Becoming numb to negative rhetoric in autism research.

Content warning: Naturally I’m going to be writing about how the medical community regards us, so you know the drill. Prepare yourself.

So, I’m gathering articles and the like to supplement the experiences I’m writing about in my book, and I have to admit that it can get downright painful to read them. This is a Tweet I wrote earlier today.

So many instances of doctors saying that we are broken or somehow defective. I’ve run across so many instances of “theory of mind” and “lack of empathy” that it has made me numb. I feel that I have to become numb to what the medical community thinks of us in order to combat the outright hate and ignorance directed towards us Autistics.

There are some doctors who genuinely want to help us, though, and for that I am grateful. The optometrist who monitors my vision therapy, Dr. Marcia Moore, is genuinely caring about Autistics and is even more so since I have entered into vision therapy at the Vision Learning Center in Bellaire, Texas (a city which is kind of a suburb of Houston). The feedback I have provided her and the staff there has enhanced their understanding of the autism spectrum.

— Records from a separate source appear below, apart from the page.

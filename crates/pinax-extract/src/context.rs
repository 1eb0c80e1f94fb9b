//! The request view extractors bind from.
//!
//! An [`ExtractionContext`] owns the buffered parts of one request plus the
//! [`Binder`] whose configuration every extractor in that request shares.
//! Servers usually build it from an `http::Request<Bytes>` and the router's
//! captured parameters.

use bytes::Bytes;
use http::{header, HeaderMap, Method, Request, Uri};
use pinax_bind::Binder;

use crate::params::PathParams;

/// A buffered request and the binder to bind it with.
///
/// ```rust
/// use http::Request;
/// use pinax_bind::ValueGetter;
/// use pinax_extract::{ExtractionContext, PathParams};
///
/// let request = Request::get("/orders/9?expand=lines")
///     .header("x-tenant", "acme")
///     .body(bytes::Bytes::new())
///     .unwrap();
/// let params: PathParams = [("order", "9")].into_iter().collect();
///
/// let ctx = ExtractionContext::from_request(request, params);
/// assert_eq!(ctx.query_string(), Some("expand=lines"));
/// assert_eq!(ctx.header("x-tenant"), Some("acme"));
/// assert_eq!(ctx.path_params().get("order"), Some("9"));
/// ```
#[derive(Debug, Clone, Default)]
pub struct ExtractionContext {
    method: Method,
    uri: Uri,
    headers: HeaderMap,
    body: Bytes,
    path_params: PathParams,
    binder: Binder,
}

impl ExtractionContext {
    /// Takes apart a buffered request. The default binder is used until
    /// [`with_binder`](Self::with_binder) replaces it.
    #[must_use]
    pub fn from_request(request: Request<Bytes>, path_params: PathParams) -> Self {
        let (parts, body) = request.into_parts();
        Self {
            method: parts.method,
            uri: parts.uri,
            headers: parts.headers,
            body,
            path_params,
            binder: Binder::default(),
        }
    }

    /// Starts an empty `GET /` context, mostly for tests.
    #[must_use]
    pub fn builder() -> ExtractionContextBuilder {
        ExtractionContextBuilder::default()
    }

    /// Request method.
    #[must_use]
    pub fn method(&self) -> &Method {
        &self.method
    }

    /// Request target.
    #[must_use]
    pub fn uri(&self) -> &Uri {
        &self.uri
    }

    /// Path component of the target.
    #[must_use]
    pub fn path(&self) -> &str {
        self.uri.path()
    }

    /// Raw, still percent-encoded query string.
    #[must_use]
    pub fn query_string(&self) -> Option<&str> {
        self.uri.query()
    }

    /// All request headers.
    #[must_use]
    pub fn headers(&self) -> &HeaderMap {
        &self.headers
    }

    /// The buffered body.
    #[must_use]
    pub fn body(&self) -> &Bytes {
        &self.body
    }

    /// Parameters the router captured from the path.
    #[must_use]
    pub fn path_params(&self) -> &PathParams {
        &self.path_params
    }

    /// The binder extractors use.
    #[must_use]
    pub fn binder(&self) -> &Binder {
        &self.binder
    }

    /// Replaces the binder, e.g. with a per-route overlay.
    #[must_use]
    pub fn with_binder(mut self, binder: Binder) -> Self {
        self.binder = binder;
        self
    }

    /// First value of header `name`, if it is visible ASCII.
    #[must_use]
    pub fn header(&self, name: &str) -> Option<&str> {
        self.headers.get(name).and_then(|value| value.to_str().ok())
    }

    /// The Content-Type header, parameters included.
    #[must_use]
    pub fn content_type(&self) -> Option<&str> {
        self.header(header::CONTENT_TYPE.as_str())
    }

    /// Returns true if the body has no bytes.
    #[must_use]
    pub fn is_body_empty(&self) -> bool {
        self.body.is_empty()
    }
}

/// Step-by-step construction of an [`ExtractionContext`].
///
/// Unset parts default to `GET /` with no headers, body or parameters.
#[derive(Debug, Default)]
pub struct ExtractionContextBuilder {
    inner: ExtractionContext,
}

impl ExtractionContextBuilder {
    /// Request method.
    #[must_use]
    pub fn method(mut self, method: Method) -> Self {
        self.inner.method = method;
        self
    }

    /// Request target.
    #[must_use]
    pub fn uri(mut self, uri: Uri) -> Self {
        self.inner.uri = uri;
        self
    }

    /// Replaces every header.
    #[must_use]
    pub fn headers(mut self, headers: HeaderMap) -> Self {
        self.inner.headers = headers;
        self
    }

    /// Appends one header. Names or values that are not valid HTTP are
    /// ignored.
    #[must_use]
    pub fn header(mut self, name: &str, value: &str) -> Self {
        if let (Ok(name), Ok(value)) = (
            name.parse::<header::HeaderName>(),
            value.parse::<header::HeaderValue>(),
        ) {
            self.inner.headers.append(name, value);
        }
        self
    }

    /// Buffered body.
    #[must_use]
    pub fn body(mut self, body: impl Into<Bytes>) -> Self {
        self.inner.body = body.into();
        self
    }

    /// Replaces every path parameter.
    #[must_use]
    pub fn path_params(mut self, params: PathParams) -> Self {
        self.inner.path_params = params;
        self
    }

    /// Captures one path parameter.
    #[must_use]
    pub fn path_param(mut self, name: impl Into<String>, value: impl Into<String>) -> Self {
        self.inner.path_params.push(name, value);
        self
    }

    /// Binder the extractors will use.
    #[must_use]
    pub fn binder(mut self, binder: Binder) -> Self {
        self.inner.binder = binder;
        self
    }

    /// Finishes the context.
    #[must_use]
    pub fn build(self) -> ExtractionContext {
        self.inner
    }
}

#[cfg(test)]
mod tests {
    use super::*;
    use pinax_bind::ValueGetter;
    use pinax_core::{BindConfig, ErrorMode};

    #[test]
    fn test_from_request_keeps_every_part() {
        let request = Request::post("/carts/7/items?merge=true")
            .header("content-type", "application/json")
            .body(Bytes::from_static(b"{\"sku\":\"A-1\"}"))
            .unwrap();
        let params: PathParams = [("cart", "7")].into_iter().collect();

        let ctx = ExtractionContext::from_request(request, params);
        assert_eq!(ctx.method(), &Method::POST);
        assert_eq!(ctx.path(), "/carts/7/items");
        assert_eq!(ctx.query_string(), Some("merge=true"));
        assert_eq!(ctx.content_type(), Some("application/json"));
        assert_eq!(&ctx.body()[..], b"{\"sku\":\"A-1\"}");
        assert_eq!(ctx.path_params().get("cart"), Some("7"));
    }

    #[test]
    fn test_builder_appends_repeated_headers() {
        let ctx = ExtractionContext::builder()
            .header("x-trace", "a")
            .header("x-trace", "b")
            .header("bad header", "ignored")
            .path_param("cart", "1")
            .path_param("cart", "2")
            .build();

        assert_eq!(ctx.headers().get_all("x-trace").iter().count(), 2);
        assert_eq!(ctx.headers().len(), 2);
        assert_eq!(ctx.path_params().get("cart"), Some("2"));
        assert_eq!(ctx.method(), &Method::GET);
        assert_eq!(ctx.path(), "/");
        assert!(ctx.is_body_empty());
    }

    #[test]
    fn test_binder_override() {
        let binder = Binder::new(BindConfig::builder().error_mode(ErrorMode::CollectAll).build());
        let ctx = ExtractionContext::default().with_binder(binder);
        assert_eq!(ctx.binder().config().settings().error_mode, ErrorMode::CollectAll);
    }
}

Nevertheless, the feelings that well up when I read autism research articles or their abstracts are intense (see my previous blog entry entitled – I shouldn’t cringe, but I do.). I can think nothing else but “Wrong, wrong, wrong,” with the occasional “somewhat correct” and somewhat more rarely “pretty accurate.”

Why do I endure the “spiritual Force Lightning?” I’ve said it before, and I’ll say it over and over again: There are people out there who want to wipe autism off the face of the Earth. So many times in life, I’ve heard people tell me that there’s something wrong with me and have actively meddled in my life, trying to shape me in their (or society’s) image. At least my family was tolerant and accepting of my behavior as a child. I don’t know where I’d be today if my family had been hostile to me.

I have to numb myself to this ignorance (if not outright hate) in order to fight it.  I fight against those who regard us as animals or “incomplete humans.” One of the opening lines of H.G. Wells’ War of the Worlds comes to mind:

Yet across the gulf of space, minds that are to our minds as ours are to those of the beasts that perish, intellects vast and cool and unsympathetic, regarded this earth with envious eyes, and slowly and surely drew their plans against us.

As I’ve said before, I know that not all doctors and scientists are intent on wiping out autism or “curing” us. I want to extend my thanks to those people. Thank you for listening to us. Thank you for championing us and helping build a world that accepts us. Stay with us and let everyone know that we are valuable and deserve respect.

Shout out to Dr. Sue Barry, author of Fixing My Gaze and an awesome ally.